We’ve all been there. Christmas as a kid, maybe, or a random birthday in your adulthood. Some kind soul offers you a wrapped gift, you open it and it is…terrible. Like, you want to say “what the fuck am I supposed to do with this thing?” terrible.
Yet, you make eye contact with the giver, you smile, and you muster up the most sincere “Thank you!” that you can; because like your Mom taught you growing up – it’s the thought that counts.
Yesterday, we Americans saw a considerable shift in power, yet again, from one of our two parties to the other. It wasn’t a surprise either in the moment or in the longer scope of history – six years into a sitting president, folks will always bemoan that there is still discord somewhere in the world and the Treasury hasn’t yet backed a Brinks truck up their driveway to shower them with cash, so they insist that we need a new direction.
In this latest incarnation, the Democrats lost and the Republicans won. I still cynically believe that at best, fluctuations in American economic prosperity are due to forces largely random and beyond our control – even more so in an increasingly global marketplace – with only tangential relationships to decisions of those in power now, and that at worst corporations control both parties, so this result really doesn’t matter financially for any of us, and neither will the next one or the one after that. Still, I identify and vote as Democrat to hasten social progress.
God knows the Democratic ranks are littered with fools and ineffective leaders. Like any other human beings, they make mistakes. When election season comes around, the GOP is quick to point out mistakes, but even quicker to gloss over the subtext – the fact that inherent in the failures was a desire to do something positive for a majority of Americans.
Was the rollout of the Affordable Care Act poorly executed? Absolutely. Is the Act itself heavily flawed and in need of significant repair? No question. Even putting aside the likelihood that much of that was due to obstruction by Republicans hoping it would fail, the fact remains that the entire ordeal was a sincere attempt to get as many Americans affordable health care as possible. Their heart was in the right place.
When Democrats want to hold firm or raise taxes on the highest income levels to fund infrastructure or social assistance programs – who do you suppose stands to benefit from that? All Americans to some extent, and the poorer classes of Americans to a great extent.

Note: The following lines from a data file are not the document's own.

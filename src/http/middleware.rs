//! Bot authentication middleware and token signing
//!
//! A bot token is `hex(HMAC-SHA256(secret, "<match_id>:<side>"))`. It binds
//! the bearer to one side of one match, so the side is recovered from the
//! token itself.

use axum::{
    extract::{Path, Request, State},
    http::StatusCode,
    middleware::Next,
    response::{IntoResponse, Response},
};
use hmac::{Hmac, Mac};
use sha2::Sha256;
use uuid::Uuid;

use crate::app::AppState;
use crate::bot::protocol::Side;

type HmacSha256 = Hmac<Sha256>;

fn token_mac(secret: &str, match_id: Uuid, side: Side) -> Result<HmacSha256, AuthError> {
    let mut mac = HmacSha256::new_from_slice(secret.as_bytes()).map_err(|_| AuthError::InvalidToken)?;
    mac.update(format!("{}:{}", match_id, side.as_str()).as_bytes());
    Ok(mac)
}

/// Sign the bot token for one side of a match
pub fn sign_bot_token(secret: &str, match_id: Uuid, side: Side) -> Result<String, AuthError> {
    let mac = token_mac(secret, match_id, side)?;
    Ok(hex::encode(mac.finalize().into_bytes()))
}

/// Verify a bot token and return the side it was issued for
pub fn verify_bot_token(token: &str, secret: &str, match_id: Uuid) -> Result<Side, AuthError> {
    let provided = hex::decode(token.trim()).map_err(|_| AuthError::InvalidToken)?;

    for side in Side::BOTH {
        // verify_slice compares in constant time
        if token_mac(secret, match_id, side)?.verify_slice(&provided).is_ok() {
            return Ok(side);
        }
    }
    Err(AuthError::InvalidToken)
}

/// Extract token from Authorization header
pub fn extract_bearer_token(auth_header: &str) -> Option<&str> {
    auth_header.strip_prefix("Bearer ")
}

/// Authentication error types
#[derive(Debug, thiserror::Error, PartialEq, Eq)]
pub enum AuthError {
    #[error("Missing authorization header")]
    MissingHeader,

    #[error("Invalid authorization header format")]
    InvalidFormat,

    #[error("Invalid token")]
    InvalidToken,
}

impl IntoResponse for AuthError {
    fn into_response(self) -> Response {
        let status = match &self {
            AuthError::MissingHeader => StatusCode::UNAUTHORIZED,
            AuthError::InvalidFormat => StatusCode::BAD_REQUEST,
            AuthError::InvalidToken => StatusCode::UNAUTHORIZED,
        };

        (status, self.to_string()).into_response()
    }
}

/// The bot behind an authenticated request
#[derive(Debug, Clone, Copy)]
pub struct AuthenticatedBot {
    pub match_id: Uuid,
    pub side: Side,
}

/// Middleware to require a bot token for the match in the path
pub async fn require_bot_token(
    State(state): State<AppState>,
    Path(match_id): Path<Uuid>,
    mut request: Request,
    next: Next,
) -> Result<Response, AuthError> {
    let auth_header = request
        .headers()
        .get("Authorization")
        .and_then(|h| h.to_str().ok())
        .ok_or(AuthError::MissingHeader)?;

    let token = extract_bearer_token(auth_header).ok_or(AuthError::InvalidFormat)?;

    let side = verify_bot_token(token, &state.config.bot_token_secret, match_id)?;

    // Insert into request extensions for handlers to access
    request
        .extensions_mut()
        .insert(AuthenticatedBot { match_id, side });

    Ok(next.run(request).await)
}

#[cfg(test)]
mod tests {
    use super::*;

    #[test]
    fn test_token_round_trip_recovers_side() {
        let match_id = Uuid::new_v4();
        let p1 = sign_bot_token("secret", match_id, Side::P1).unwrap();
        let p2 = sign_bot_token("secret", match_id, Side::P2).unwrap();
        assert_ne!(p1, p2);
        assert_eq!(p1.len(), 64);
        assert_eq!(verify_bot_token(&p1, "secret", match_id), Ok(Side::P1));
        assert_eq!(verify_bot_token(&p2, "secret", match_id), Ok(Side::P2));
    }

    #[test]
    fn test_token_is_bound_to_match_and_secret() {
        let match_id = Uuid::new_v4();
        let token = sign_bot_token("secret", match_id, Side::P1).unwrap();
        assert_eq!(
            verify_bot_token(&token, "secret", Uuid::new_v4()),
            Err(AuthError::InvalidToken)
        );
        assert_eq!(
            verify_bot_token(&token, "other", match_id),
            Err(AuthError::InvalidToken)
        );
        assert_eq!(
            verify_bot_token("not-hex", "secret", match_id),
            Err(AuthError::InvalidToken)
        );
    }

    #[test]
    fn test_extract_bearer_token() {
        assert_eq!(extract_bearer_token("Bearer abc"), Some("abc"));
        assert_eq!(extract_bearer_token("Basic abc"), None);
    }
}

When Republicans want to reduce taxes for that same class of earners, who benefits from that? The wealthy individuals themselves. Let’s be honest: it all boils down to whether your outlook on the world is “It’s all about me” versus “I want to be part of a larger society.”
With economic policies that favor an incredibly small minority, the GOP is forced to find loosely affiliated groups to swell their ranks at the polls. Enter the Religious Right and the National Rifle Association. With their numbers, though, come the headaches they bring to a party leadership that in reality doesn’t actually care about their concerns at the end of day – headaches in the form of being forced to take stances anathema to what they claim their core principles are.
The Republican Party wants to shrink government and strengthen personal rights – yet wants to dictate what you do with your uterus and whom you can marry. They take this positions under the guise of adherence to sacred religious tenets – when the same religion they are claiming to advocate for opposes – more than anything else – the personal greed and disregard for the poor they legislate towards relentlessly.
For all the buffoonery and sloppiness of the Democratic Party, you can’t find any such obvious contradictions or thinly veiled ulterior motives in their platform. That doesn’t mean they won’t make mistakes or head down the wrong path from time to time – Lord knows they will – but that doesn’t invalidate their driving desire to simply have as many people as possible be healthy, respected, and empowered.
Until they cease pursuing those ends, or until the Republican Party can present a cogent ideology that adds up to something more than a thinly veiled mechanism for the rich to stay rich, I’ll keep voting Democrat – because it’s the thought that counts.